Category Archives: Sleep Apnea
Sleep apnea afflicts several million people in the United States. The most common form is obstructive sleep apnea, or OSA as it is often called.
Sleep apnea is a cessation, or interruption, of breathing during sleep. The cause of OSA is similar to that of snoring. When the airway becomes constricted enough, breathing will stop and oxygen will be blocked from the lungs. Each time breathing is blocked, oxygen in the bloodstream falls, and the heart must work harder to circulate blood. Blood pressure rises and the heart may beat irregularly or even stop.
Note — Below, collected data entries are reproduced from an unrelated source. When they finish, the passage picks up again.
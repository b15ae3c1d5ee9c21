//! A rumor spreading over a shared network.
//!
//! Each person links to a neighbor on its own rank and to a random friend
//! on the next rank. Friends are pulled in as ghosts, the links become
//! complementary edges on the friend's owner, and every tick the owners
//! push fresh state so ghosts know who has heard the rumor.

use crate::context::SimContext;
use crate::error::SimError;
use crate::models::{Model, SimRuntime, StepReport};
use crate::world::SimConfig;
use async_trait::async_trait;
use rand::Rng;
use serde::{Deserialize, Serialize};
use strata_core::{
    Agent, AgentContent, AgentFactory, AgentId, AgentRequest, ContentProvider, DefaultEdgeManager,
    Edge, SharedNetwork,
};
use strata_env::{Rank, RunContext};
use tracing::debug;

/// Agent type tag of people.
pub const PERSON_TYPE: i32 = 1;

/// A person who may have heard the rumor.
#[derive(Debug, Clone, PartialEq, Serialize, Deserialize)]
pub struct Person {
    id: AgentId,
    heard_at: Option<u64>,
}

impl Person {
    pub fn new(id: AgentId) -> Self {
        Self { id, heard_at: None }
    }

    pub fn informed(&self) -> bool {
        self.heard_at.is_some()
    }

    /// Tick the rumor reached this person.
    pub fn heard_at(&self) -> Option<u64> {
        self.heard_at
    }
}

impl Agent for Person {
    fn id(&self) -> &AgentId {
        &self.id
    }

    fn id_mut(&mut self) -> &mut AgentId {
        &mut self.id
    }
}

impl AgentContent for Person {
    fn agent_id(&self) -> AgentId {
        self.id
    }
}

/// Provider and factory for people.
pub struct PersonPackage;

impl ContentProvider<Person, Person> for PersonPackage {
    fn provide_content(&self, agent: &Person) -> Person {
        agent.clone()
    }
}

impl AgentFactory<Person, Person> for PersonPackage {
    fn create_agent(&self, content: &Person) -> Person {
        content.clone()
    }

    fn update_agent(&self, agent: &mut Person, content: &Person) {
        agent.heard_at = content.heard_at;
    }
}

/// One rank's share of the rumor network.
pub struct Rumor {
    network: SharedNetwork<()>,
    agents_per_rank: usize,
    spread_probability: f64,
}

impl Rumor {
    pub fn new(config: &SimConfig, rank: Rank) -> Self {
        Self {
            network: SharedNetwork::new("rumor", rank, false),
            agents_per_rank: config.agents_per_rank,
            spread_probability: 0.5,
        }
    }

    /// Chance per tick that an exposed person picks the rumor up.
    pub fn with_spread_probability(mut self, p: f64) -> Self {
        self.spread_probability = p.clamp(0.0, 1.0);
        self
    }

    pub fn network(&self) -> &SharedNetwork<()> {
        &self.network
    }

    fn person(&self, n: usize, rank: Rank) -> AgentId {
        AgentId::new(n as i32, rank, PERSON_TYPE)
    }
}

#[async_trait]
impl Model for Rumor {
    type Agent = Person;

    async fn setup(
        &mut self,
        rt: &mut SimRuntime<Person>,
        ctx: &SimContext,
    ) -> Result<(), SimError> {
        let me = ctx.rank();
        let size = rt.world_size();
        let count = self.agents_per_rank;
        for n in 0..count {
            let mut person = Person::new(self.person(n, me));
            if me == 0 && n == 0 {
                person.heard_at = Some(0);
            }
            rt.add_agent(person);
        }

        let mut rng = ctx.derive_rng(0);
        let mut links = Vec::new();
        let mut request = AgentRequest::new(me);
        let next = (me + 1) % size;
        // With two ranks the wrap-around links would duplicate the forward ones.
        if size > 2 || me < next {
            for n in 0..count {
                let friend = self.person(rng.gen_range(0..count), next);
                request.add_request(friend);
                links.push((self.person(n, me), friend));
            }
        }
        rt.request_agents(&request, &PersonPackage, &PersonPackage).await?;

        if count > 1 {
            for n in 0..count {
                links.push((self.person(n, me), self.person((n + 1) % count, me)));
            }
        }
        for (a, b) in links {
            self.network.add_edge(rt.agents_mut(), Edge::new(a, b, ()))?;
        }
        self.network
            .create_complementary_edges(rt, &PersonPackage, &PersonPackage, &DefaultEdgeManager)
            .await?;

        debug!(
            rank = me,
            edges = self.network.edge_count(),
            ghosts = rt.agents().ghost_count(),
            "rumor network built"
        );
        Ok(())
    }

    async fn step(
        &mut self,
        rt: &mut SimRuntime<Person>,
        ctx: &SimContext,
    ) -> Result<StepReport, SimError> {
        let tick = ctx.tick();
        let mut rng = ctx.derive_rng(tick);

        let mut reached = Vec::new();
        for person in rt.agents().local_agents().filter(|p| !p.informed()) {
            let exposed = self
                .network
                .adjacent(person.id())
                .iter()
                .any(|n| rt.agents().get(n).is_some_and(Person::informed));
            if exposed && rng.gen_bool(self.spread_probability) {
                reached.push(*person.id());
            }
        }
        for id in &reached {
            if let Some(person) = rt.agents_mut().get_mut(id) {
                person.heard_at = Some(tick);
            }
        }

        // Edge weight: informed endpoints, as seen by the edge's master.
        let weights: Vec<(AgentId, AgentId, f64)> = self
            .network
            .edges()
            .filter(|e| rt.agents().is_local(e.master()))
            .map(|e| {
                let informed = [e.source(), e.target()]
                    .iter()
                    .filter(|id| rt.agents().get(id).is_some_and(Person::informed))
                    .count();
                (*e.source(), *e.target(), informed as f64)
            })
            .collect();
        for (source, target, weight) in weights {
            if let Some(edge) = self.network.edge_mut(&source, &target) {
                edge.set_weight(weight);
            }
        }

        rt.sync_agent_status(&PersonPackage, &PersonPackage).await?;
        rt.sync_agents(&PersonPackage, &PersonPackage).await?;
        self.network.synch_edges(rt, &DefaultEdgeManager).await?;

        debug!(rank = ctx.rank(), tick, reached = reached.len(), "rumor step");
        Ok(StepReport {
            ghosts: rt.agents().ghost_count(),
            edges: self.network.edge_count(),
            informed: rt.agents().local_agents().filter(|p| p.informed()).count(),
            ..Default::default()
        })
    }

    fn digest(&self, person: &Person) -> i64 {
        person.heard_at.map(|t| t as i64).unwrap_or(-1)
    }
}
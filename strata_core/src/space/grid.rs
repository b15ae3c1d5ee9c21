//! Shared grids: a global 2-D space split into one partition per rank,
//! with halo buffers mirrored from the eight neighbors.
//!
//! Each rank stores the agents it owns at their points plus ghost copies
//! of agents standing in a neighbor's buffer strip:
//!
//! ```text
//!        rank 0 (x 0..20)        rank 1 (x 20..40)
//!   ┌──────────────────┬──┐ ┌──┬──────────────────┐
//!   │                  │E │ │W │                  │
//!   │         •(19,10) │  │►│  │ ghost at (19,10) │
//!   │                  │  │ │  │                  │
//!   └──────────────────┴──┘ └──┴──────────────────┘
//!            buffer width 2 ─┘
//! ```
//!
//! Buffer ghosts are refreshed wholesale on every `sync_buffer`: stale
//! copies are released first, then current ones are rebuilt from what the
//! neighbors send.

use crate::agent::{Agent, AgentContent, AgentFactory, ContentProvider};
use crate::agent_id::AgentId;
use crate::config::GridConfig;
use crate::context::AgentContext;
use crate::error::{Result, RuntimeError};
use crate::exchange::coordinated_exchange;
use crate::projection::Projection;
use crate::runtime::RuntimeContext;
use crate::space::border::BorderKind;
use crate::space::geometry::{Bounds, Coord, Point};
use crate::space::topology::{buffer_strip, CartesianTopology, Direction, Neighbors};
use crate::tags;
use serde::{Deserialize, Serialize};
use std::collections::{BTreeMap, BTreeSet};
use std::sync::Arc;
use strata_env::{recv_value, send_value, Communicator, Rank};
use tracing::{debug, trace};

/// Discrete (integer) shared grid.
pub type SharedDiscreteSpace = SharedGrid<i64>;

/// Continuous (real) shared grid.
pub type SharedContinuousSpace = SharedGrid<f64>;

/// Where a migrating agent lands on its new rank.
#[derive(Debug, Clone, Serialize, Deserialize)]
struct MovePacket<T> {
    id: AgentId,
    point: Point<T>,
    dest: Rank,
}

/// One agent of a buffer strip, as shipped to a neighbor.
#[derive(Debug, Clone, Serialize, Deserialize)]
struct CellContent<T, C> {
    point: Point<T>,
    content: C,
}

/// The local partition of a shared grid.
pub struct SharedGrid<T: Coord> {
    name: String,
    rank: Rank,
    topology: CartesianTopology,
    local: Bounds,
    buffer: f64,
    border: BorderKind,
    neighbors: Neighbors,
    locations: BTreeMap<AgentId, Point<T>>,
    /// Ghosts placed by the last buffer sync; each holds one reference
    buffered: BTreeSet<AgentId>,
    packets: BTreeMap<AgentId, MovePacket<T>>,
}

impl<T: Coord> SharedGrid<T> {
    /// Creates the partition of `rank` in a grid laid out by `config`.
    ///
    /// # Errors
    /// Whatever `GridConfig::validate` reports for `world_size`.
    pub fn new(
        name: impl Into<String>,
        config: &GridConfig,
        rank: Rank,
        world_size: usize,
    ) -> Result<Self> {
        config.validate(world_size)?;
        let topology = CartesianTopology::new(
            config.process_dims,
            Bounds::new(config.origin, config.extent),
            config.periodic,
        )?;
        let local = topology.bounds_of(rank);
        let neighbors = topology.neighbors(rank);
        let border = if config.periodic {
            BorderKind::Periodic
        } else {
            BorderKind::Strict
        };
        let name = name.into();
        debug!(
            rank,
            grid = %name,
            local = %local,
            neighbors = neighbors.ranks().len(),
            "grid partition created"
        );
        Ok(Self {
            name,
            rank,
            topology,
            local,
            buffer: config.buffer,
            border,
            neighbors,
            locations: BTreeMap::new(),
            buffered: BTreeSet::new(),
            packets: BTreeMap::new(),
        })
    }

    pub fn topology(&self) -> &CartesianTopology {
        &self.topology
    }

    /// Bounds of this rank's partition.
    pub fn local_bounds(&self) -> &Bounds {
        &self.local
    }

    pub fn neighbors(&self) -> &Neighbors {
        &self.neighbors
    }

    pub fn border(&self) -> BorderKind {
        self.border
    }

    /// Places a registered agent. A local agent must land inside this
    /// partition; ghosts may be placed anywhere in the domain.
    ///
    /// # Errors
    /// `UnknownAgent` when the registry does not hold `id`, `OutOfBounds`
    /// for a point outside the domain or a local agent outside this
    /// partition.
    pub fn add_agent<A: Agent>(
        &mut self,
        agents: &AgentContext<A>,
        id: AgentId,
        point: Point<T>,
    ) -> Result<Point<T>> {
        if !agents.contains(&id) {
            return Err(RuntimeError::UnknownAgent { rank: self.rank, id });
        }
        let point = self.border.transform(self.topology.global(), &point)?;
        if agents.is_local(&id) && !self.local.contains(&point) {
            return Err(RuntimeError::out_of_bounds(point, self.local));
        }
        self.locations.insert(id, point);
        Ok(point)
    }

    /// Takes `id` off the grid. A buffered ghost gives back its reference.
    pub fn remove_agent<A: Agent>(
        &mut self,
        agents: &mut AgentContext<A>,
        id: &AgentId,
    ) -> Option<Point<T>> {
        let point = self.locations.remove(id)?;
        self.packets.remove(id);
        if self.buffered.remove(id) {
            agents.release(id);
        }
        Some(point)
    }

    /// Moves a local agent to `point`, scheduling a migration when the
    /// point belongs to a neighbor. Returns the stored point after the
    /// border rule.
    ///
    /// # Errors
    /// `AgentNotOwned` for ghosts, `UnknownAgent` for agents not on this
    /// grid, `NoPartitionForPoint` when no neighbor holds the point, and
    /// `ConflictingMove` for a second destination in one cycle.
    pub fn move_to<A, Net>(
        &mut self,
        rt: &mut RuntimeContext<A, Net>,
        id: &AgentId,
        point: Point<T>,
    ) -> Result<Point<T>>
    where
        A: Agent,
        Net: Communicator,
    {
        let me = self.rank;
        if !self.locations.contains_key(id) {
            return Err(RuntimeError::UnknownAgent { rank: me, id: *id });
        }
        if !rt.agents().is_local(id) {
            return Err(RuntimeError::AgentNotOwned {
                rank: me,
                requester: me,
                id: *id,
            });
        }
        let point = self.border.transform(self.topology.global(), &point)?;

        if self.local.contains(&point) {
            rt.move_agent(id, me)?;
        } else {
            let dest = self
                .neighbors
                .find_containing(&point)
                .map(|n| n.rank)
                .ok_or_else(|| RuntimeError::NoPartitionForPoint {
                    rank: me,
                    id: *id,
                    point: point.to_string(),
                })?;
            rt.move_agent(id, dest)?;
            self.packets.insert(*id, MovePacket { id: *id, point, dest });
            trace!(rank = me, grid = %self.name, %id, %point, dest, "agent leaving partition");
        }

        self.locations.insert(*id, point);
        Ok(point)
    }

    /// Stored point of `id`.
    pub fn location(&self, id: &AgentId) -> Option<Point<T>> {
        self.locations.get(id).copied()
    }

    /// Agents stored exactly at `point`.
    pub fn agents_at(&self, point: &Point<T>) -> Vec<AgentId> {
        self.locations
            .iter()
            .filter(|(_, p)| *p == point)
            .map(|(id, _)| *id)
            .collect()
    }

    /// Agents stored inside `bounds`. On a periodic grid `bounds` may
    /// reach across the seam and matches every periodic image of a point.
    pub fn agents_within(&self, bounds: &Bounds) -> Vec<AgentId> {
        self.locations
            .iter()
            .filter(|(_, p)| self.within(bounds, p))
            .map(|(id, _)| *id)
            .collect()
    }

    /// Agents within Chebyshev distance `radius` of `center`, measured
    /// around the seam on periodic grids. Agents stored exactly at
    /// `center` are skipped unless `include_center` is set. Only what this
    /// rank stores (locals and buffer ghosts) is seen.
    pub fn moore_neighborhood(
        &self,
        center: &Point<T>,
        radius: f64,
        include_center: bool,
    ) -> Vec<AgentId> {
        self.locations
            .iter()
            .filter(|(_, p)| include_center || *p != center)
            .filter(|(_, p)| self.distance(center, p) <= radius)
            .map(|(id, _)| *id)
            .collect()
    }

    /// Chebyshev distance, wrapping on periodic grids.
    pub fn distance(&self, a: &Point<T>, b: &Point<T>) -> f64 {
        let (a, b) = (a.to_f64(), b.to_f64());
        (0..2)
            .map(|axis| self.axis_distance(axis, a[axis], b[axis]))
            .fold(0.0, f64::max)
    }

    fn axis_distance(&self, axis: usize, a: f64, b: f64) -> f64 {
        let d = (a - b).abs();
        match self.border {
            BorderKind::Strict => d,
            BorderKind::Periodic => {
                let extent = self.topology.global().extent()[axis];
                let d = d.rem_euclid(extent);
                d.min(extent - d)
            }
        }
    }

    fn within(&self, bounds: &Bounds, point: &Point<T>) -> bool {
        match self.border {
            BorderKind::Strict => bounds.contains(point),
            BorderKind::Periodic => {
                let global = self.topology.global().extent();
                let (origin, extent) = (bounds.origin(), bounds.extent());
                let p = point.to_f64();
                (0..2).all(|axis| {
                    extent[axis] >= global[axis]
                        || (p[axis] - origin[axis]).rem_euclid(global[axis]) < extent[axis]
                })
            }
        }
    }

    /// Number of agents stored, ghosts included.
    pub fn len(&self) -> usize {
        self.locations.len()
    }

    pub fn is_empty(&self) -> bool {
        self.locations.is_empty()
    }

    /// Strip of the local partition mirrored to the neighbor in
    /// `direction`. Diagonal strips are the corner where both adjacent
    /// strips overlap.
    pub fn send_buffer_bounds(&self, direction: Direction) -> Bounds {
        buffer_strip(&self.local, self.buffer, direction)
    }

    /// Delivers move packets so migrated agents land at their new points.
    /// Collective; must follow `sync_agent_status` in the same cycle.
    pub async fn sync_move<A, Net>(&mut self, rt: &mut RuntimeContext<A, Net>) -> Result<()>
    where
        A: Agent,
        Net: Communicator,
    {
        let comm = Arc::clone(rt.comm());
        let mut outgoing: BTreeMap<Rank, Vec<MovePacket<T>>> = BTreeMap::new();
        for (_, packet) in std::mem::take(&mut self.packets) {
            outgoing.entry(packet.dest).or_default().push(packet);
        }

        let received = coordinated_exchange(
            comm.as_ref(),
            &outgoing,
            tags::GRID_MOVE_SENDERS,
            tags::GRID_MOVE_PACKETS,
        )
        .await?;

        let mut placed = 0;
        for (source, packets) in received {
            for packet in packets {
                if !rt.agents().contains(&packet.id) {
                    trace!(
                        rank = self.rank,
                        source,
                        id = %packet.id,
                        "move packet for an absent agent skipped"
                    );
                    continue;
                }
                if self.buffered.remove(&packet.id) {
                    rt.agents_mut().release(&packet.id);
                }
                self.locations.insert(packet.id, packet.point);
                placed += 1;
            }
        }

        debug!(rank = self.rank, grid = %self.name, placed, "grid moves synchronized");
        Ok(())
    }

    /// Rebuilds the buffer ghosts from the neighbors' strips. Collective.
    pub async fn sync_buffer<A, Net, C, P, F>(
        &mut self,
        rt: &mut RuntimeContext<A, Net>,
        provider: &P,
        factory: &F,
    ) -> Result<()>
    where
        A: Agent,
        Net: Communicator,
        C: AgentContent,
        P: ContentProvider<A, C>,
        F: AgentFactory<A, C>,
    {
        let me = self.rank;
        let comm = Arc::clone(rt.comm());

        for id in std::mem::take(&mut self.buffered) {
            if rt.agents().is_local(&id) {
                continue;
            }
            self.locations.remove(&id);
            rt.agents_mut().release(&id);
        }

        for neighbor in self.neighbors.iter() {
            let strip = self.send_buffer_bounds(neighbor.direction);
            let cells: Vec<CellContent<T, C>> = self
                .locations
                .iter()
                .filter(|(_, p)| strip.contains(*p))
                .filter_map(|(id, p)| {
                    rt.agents().get(id).map(|agent| CellContent {
                        point: *p,
                        content: provider.provide_content(agent),
                    })
                })
                .collect();
            let tag = tags::GRID_BUFFER_SYNC.offset(neighbor.direction.opposite().index() as u32);
            send_value(comm.as_ref(), neighbor.rank, tag, &cells).await?;
        }

        let mut mirrored = 0;
        for neighbor in self.neighbors.iter() {
            let tag = tags::GRID_BUFFER_SYNC.offset(neighbor.direction.index() as u32);
            let cells: Vec<CellContent<T, C>> =
                recv_value(comm.as_ref(), neighbor.rank, tag).await?;
            for cell in cells {
                let id = cell.content.agent_id();
                if rt.agents().is_local(&id) || self.buffered.contains(&id) {
                    continue;
                }
                let owner = if id.current_rank() == me {
                    neighbor.rank
                } else {
                    id.current_rank()
                };
                let known = rt.agents().contains(&id);
                let id = rt.materialize_ghost(&cell.content, owner, factory);
                if known {
                    if let Some(agent) = rt.agents_mut().get_mut(&id) {
                        factory.update_agent(agent, &cell.content);
                        agent.id_mut().set_current_rank(owner);
                    }
                }
                self.locations.insert(id, cell.point);
                self.buffered.insert(id);
                mirrored += 1;
            }
        }

        debug!(rank = me, grid = %self.name, mirrored, "grid buffer synchronized");
        Ok(())
    }

    /// Runs one full grid cycle: status sync, moves, then buffers.
    pub async fn synchronize<A, Net, C, P, F>(
        &mut self,
        rt: &mut RuntimeContext<A, Net>,
        provider: &P,
        factory: &F,
    ) -> Result<()>
    where
        A: Agent,
        Net: Communicator,
        C: AgentContent,
        P: ContentProvider<A, C>,
        F: AgentFactory<A, C>,
    {
        rt.sync_agent_status(provider, factory).await?;
        self.retain_present(rt.agents());
        self.sync_move(rt).await?;
        self.sync_buffer(rt, provider, factory).await
    }
}

impl<A: Agent, T: Coord> Projection<A> for SharedGrid<T> {
    fn name(&self) -> &str {
        &self.name
    }

    fn contains(&self, id: &AgentId) -> bool {
        self.locations.contains_key(id)
    }

    fn exchange_partners(&self) -> BTreeSet<Rank> {
        self.neighbors.ranks()
    }

    /// Pending move packets are kept: their agents have just left.
    fn retain_present(&mut self, ctx: &AgentContext<A>) -> usize {
        let before = self.locations.len();
        self.locations.retain(|id, _| ctx.contains(id));
        self.buffered.retain(|id| ctx.contains(id));
        before - self.locations.len()
    }
}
Signs of sleep apnea include:
- Choking or stopping breathing during sleep
- Excessive daytime sleepiness
- Morning headaches
- Irresistible urge to nap or sleep during the day
- Limbs jerk during sleep
- Waking up tired or thirsty
Virtually all of us snore from time to time. In fact, it is estimated that as many as 25 percent of us snore regularly. For some, snoring is no more than an occasional, incovenient habit; but chronic, heavy, loud snoring can be more serious.
Snoring usually occurs when a person’s airway at the back of the throat constricts, causing air to be inhaled at an increased speed and pressure. This results in the soft tissue in the back of the mouth vibrating, creating the snoring noise.
Simple snoring can disturb others and cause a dry mouth or sore throat. Heavy snoring is often a symptom of sleep apnea which is frequently associated with hypertension, stroke and other cardiopulmonary problems.